There's a balance surely, between moving someone in with your children who you met 12 months ago and remaining celibate until your own children turn 30.

Surely introducing them after about a year, give or take, and considering living together and potentially marriage after 3 or 4 years is reasonable.

That should go for both parents who have children still living with them any of the time and school age or younger, not only the mother.

stucknoue · 23/04/2019 19:50

It depends on whether they are ready. Personally I won't be waiting too long because I'm no spring chicken and my DD's are students with their own lives. As H hasn't actually left yet it's very theoretical anyway.
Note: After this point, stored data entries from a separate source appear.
//! Derive macros for the stackvm crate.
//!
//! Provides `#[derive(Error)]`, which generates `Display` and
//! `std::error::Error` for the VM's error enums.

mod error;

use proc_macro::TokenStream;

/// Implements `Display` and `Error` from `#[error("...")]` attributes.
#[proc_macro_derive(Error, attributes(error))]
pub fn derive_error(input: TokenStream) -> TokenStream {
    error::derive_error(input)
}
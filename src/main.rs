//! A stack-based bytecode virtual machine.
//!
//! Loads a program image (or assembles a source file), runs it to `HALT`, and
//! prints the operand stack.
//!
//! # Usage
//! ```text
//! stackvm <program> [OPTIONS]
//! ```
//!
//! # Arguments
//! - `program`: Binary image (`.bin`) or assembly source (`.asm`)
//!
//! # Options
//! - `-v, --verbose`: Trace every executed instruction
//! - `--mem-size <n>`: Program and data memory size in cells
//! - `--stack-size <n>`: Operand stack capacity
//! - `--call-stack-size <n>`: Call stack capacity

use stackvm::utils::log::{Level, set_min_level};
use stackvm::virtual_machine::Cell;
use stackvm::virtual_machine::assembler::assemble_file;
use stackvm::virtual_machine::errors::VMError;
use stackvm::virtual_machine::image::{CELL_SIZE, read_image};
use stackvm::virtual_machine::vm::{VM, VmConfig};
use stackvm::{error, info, trace};
use std::env;
use std::path::Path;
use std::process;

fn main() {
    let args: Vec<String> = env::args().collect();

    if args.len() < 2 || args[1] == "--help" || args[1] == "-h" {
        print_usage(&args[0]);
        process::exit(if args.len() < 2 { 1 } else { 0 });
    }

    let program_path = &args[1];
    let mut config = VmConfig::default();

    let mut i = 2;
    while i < args.len() {
        match args[i].as_str() {
            "--verbose" | "-v" => {
                config = config.with_verbose(true);
                i += 1;
            }
            k @ ("--mem-size" | "--stack-size" | "--call-stack-size") => {
                i += 1;
                if i >= args.len() {
                    error!("{k} requires an argument");
                    process::exit(1);
                }
                let size = args[i].parse::<usize>().unwrap_or_else(|_| {
                    error!("Invalid size for {k}: '{}' is not a valid number", args[i]);
                    process::exit(1);
                });
                config = match k {
                    "--mem-size" => config.with_mem_size(size),
                    "--stack-size" => config.with_stack_size(size),
                    _ => config.with_call_stack_size(size),
                };
                i += 1;
            }
            other => {
                error!("Unexpected argument: {}\n", other);
                print_usage(&args[0]);
                process::exit(1);
            }
        }
    }

    if config.verbose {
        set_min_level(Level::Trace);
    }
    trace!(
        "mem_size={} stack_size={} call_stack_size={}",
        config.mem_size,
        config.stack_size,
        config.call_stack_size
    );

    let cells = load_program(program_path).unwrap_or_else(|e| {
        error!("{e}");
        process::exit(1);
    });

    let mut vm = VM::new(config);
    if let Err(e) = vm.load(&cells) {
        error!("{e}");
        process::exit(1);
    }
    info!(
        "Loaded {} bytes from {}",
        cells.len() * CELL_SIZE,
        program_path
    );

    info!("VM running...");
    if let Err(e) = vm.run() {
        error!("{e}");
        eprint!("{}", vm.stack_dump());
        process::exit(1);
    }

    print!("{}", vm.stack_dump());
}

/// Assembles `.asm` sources; everything else is read as a binary image.
fn load_program(path: &str) -> Result<Vec<Cell>, VMError> {
    let is_source = Path::new(path)
        .extension()
        .is_some_and(|ext| ext.eq_ignore_ascii_case("asm"));
    if is_source {
        assemble_file(path)
    } else {
        read_image(path)
    }
}

const USAGE: &str = "\
Stack Virtual Machine

USAGE:
    {program} <program> [OPTIONS]

ARGS:
    <program>    Binary image (.bin) or assembly source (.asm)

OPTIONS:
    -v, --verbose              Trace every executed instruction
    --mem-size <n>             Program and data memory size in cells (default 20480)
    --stack-size <n>           Operand stack capacity (default 10240)
    --call-stack-size <n>      Call stack capacity (default 10240)
    -h, --help                 Print this help message

EXAMPLES:
    # Run a compiled image
    {program} program.bin

    # Assemble and run with an instruction trace
    {program} program.asm --verbose

    # Run with a small operand stack
    {program} program.bin --stack-size 16
";

/// Prints usage information.
fn print_usage(program: &str) {
    info!("{}", USAGE.replace("{program}", program));
}
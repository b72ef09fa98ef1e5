/// Default program and data memory size, in cells.
pub const DEFAULT_MEM_SIZE: usize = 1024 * 20;
/// Default operand stack capacity, in cells.
pub const DEFAULT_STACK_SIZE: usize = 1024 * 10;
/// Default call stack capacity, in return addresses.
pub const DEFAULT_CALL_STACK_SIZE: usize = 1024 * 10;

/// Construction-time sizing and behaviour of a [`VM`](super::VM).
///
/// Program memory and data memory share `mem_size`.
#[derive(Debug, Clone, Copy, PartialEq, Eq)]
pub struct VmConfig {
    /// Cells in each of program memory and data memory.
    pub mem_size: usize,
    /// Operand stack capacity.
    pub stack_size: usize,
    /// Call stack capacity.
    pub call_stack_size: usize,
    /// Emit a trace line per executed instruction.
    pub verbose: bool,
}

impl Default for VmConfig {
    fn default() -> Self {
        Self {
            mem_size: DEFAULT_MEM_SIZE,
            stack_size: DEFAULT_STACK_SIZE,
            call_stack_size: DEFAULT_CALL_STACK_SIZE,
            verbose: false,
        }
    }
}

impl VmConfig {
    pub fn with_mem_size(mut self, mem_size: usize) -> Self {
        self.mem_size = mem_size;
        self
    }

    pub fn with_stack_size(mut self, stack_size: usize) -> Self {
        self.stack_size = stack_size;
        self
    }

    pub fn with_call_stack_size(mut self, call_stack_size: usize) -> Self {
        self.call_stack_size = call_stack_size;
        self
    }

    pub fn with_verbose(mut self, verbose: bool) -> Self {
        self.verbose = verbose;
        self
    }
}
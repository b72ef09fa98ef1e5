use crate::virtual_machine::Cell;
use crate::virtual_machine::stack::StackKind;
use stackvm_derive::Error;

/// Reasons a program image is rejected before it reaches program memory.
#[derive(Debug, Clone, Copy, PartialEq, Eq, Error)]
pub enum LoadFailure {
    /// The image holds no cells.
    #[error("image is empty")]
    Empty,
    /// Byte length is not a whole number of cells.
    #[error("image length {len} is not a multiple of {cell_size} bytes")]
    Misaligned { len: usize, cell_size: usize },
    /// More cells than program memory can hold.
    #[error("image holds {cells} cells but program memory holds {capacity}")]
    TooLarge { cells: usize, capacity: usize },
}

/// A cell that does not name any opcode.
///
/// Returned by `Opcode::try_from`; the VM attaches the program counter when
/// it reports [`VMError::UnknownOpcode`].
#[derive(Debug, Clone, Copy, PartialEq, Eq, Error)]
#[error("unknown opcode {0:#x}")]
pub struct InvalidOpcode(pub Cell);

/// Errors that can occur while loading, assembling or executing a program.
///
/// Every variant is fatal to the call that produced it; the VM never retries.
#[derive(Debug, Clone, PartialEq, Eq, Error)]
pub enum VMError {
    /// Program image rejected by `load`.
    #[error("load error: {0}")]
    LoadError(LoadFailure),
    /// Bulk write larger than the target memory.
    #[error("cannot write {requested} cells into memory of {capacity} cells")]
    CapacityError { requested: usize, capacity: usize },
    /// Memory address outside `[0, size)`.
    #[error("memory address {address} out of bounds (size {size})")]
    OutOfBounds { address: Cell, size: usize },
    /// Push onto a full stack.
    #[error("{stack} stack overflow (capacity {capacity})")]
    StackOverflow { stack: StackKind, capacity: usize },
    /// Pop, peek or dup on an empty stack.
    #[error("{stack} stack underflow")]
    StackUnderflow { stack: StackKind },
    /// Fetched cell does not name an opcode.
    #[error("unknown opcode {code:#x} at pc {pc}")]
    UnknownOpcode { code: Cell, pc: usize },
    /// DIV with a zero divisor.
    #[error("division by zero at pc {pc}")]
    DivisionByZero { pc: usize },
    /// Program counter outside program memory.
    #[error("program counter {pc} out of bounds (size {size})")]
    PCOutOfBounds { pc: Cell, size: usize },
    /// File read or write failure in the image wrapper.
    #[error("io error on {path}: {reason}")]
    Io { path: String, reason: String },
    /// Assembly source error with line context.
    #[error("line {line}: {message}")]
    Assembly { line: usize, message: String },
}

#[cfg(test)]
mod tests {
    use super::*;

    #[test]
    fn display_interpolates_named_fields() {
        let err = VMError::StackOverflow {
            stack: StackKind::Call,
            capacity: 4,
        };
        assert_eq!(err.to_string(), "call stack overflow (capacity 4)");
    }

    #[test]
    fn display_wraps_load_failure() {
        let err = VMError::LoadError(LoadFailure::Misaligned {
            len: 6,
            cell_size: 8,
        });
        assert_eq!(
            err.to_string(),
            "load error: image length 6 is not a multiple of 8 bytes"
        );
    }

    #[test]
    fn display_formats_opcode_as_hex() {
        let err = VMError::UnknownOpcode { code: 0x99, pc: 3 };
        assert_eq!(err.to_string(), "unknown opcode 0x99 at pc 3");
    }

    #[test]
    fn invalid_opcode_has_no_pc() {
        assert_eq!(InvalidOpcode(0xFE).to_string(), "unknown opcode 0xfe");
    }

    #[test]
    fn implements_std_error() {
        fn assert_error<E: std::error::Error>(_: &E) {}
        assert_error(&VMError::DivisionByZero { pc: 0 });
        assert_error(&LoadFailure::Empty);
        assert_error(&InvalidOpcode(0x05));
    }
}
//! Shared utilities.

pub mod log;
But if I had little ones I would be more cautious

archivearmadillo · 23/04/2019 19:51

*moving someone you met 12 months ago in with your children...

Though if you only met your children 12 months ago the same is true of taking your time before moving a new boyfriend or girlfriend in ShockGrin

Pixel99 · 23/04/2019 19:59

That would be to soon for my DC. My ex is back seeing OW (well woman who was OW). He has met her DD (she was only 1 when they started seeing each other). My DC are older and know about OW (they have seen messages from her to their dad) but have yet to meet her. DS has no wish to meet her. He has struggled with the lack of support from his dad from the past few years.

ChicCroissant · 23/04/2019 20:01

that partner is moved into the family home

No, I don't think it is the usual way at all. Unless you are dealing with a serial offender who always thinks they fall in love completely immediately and this is the one, forever, blah, blah, blah until the next time

Is this you, OP? You want to move someone in quickly?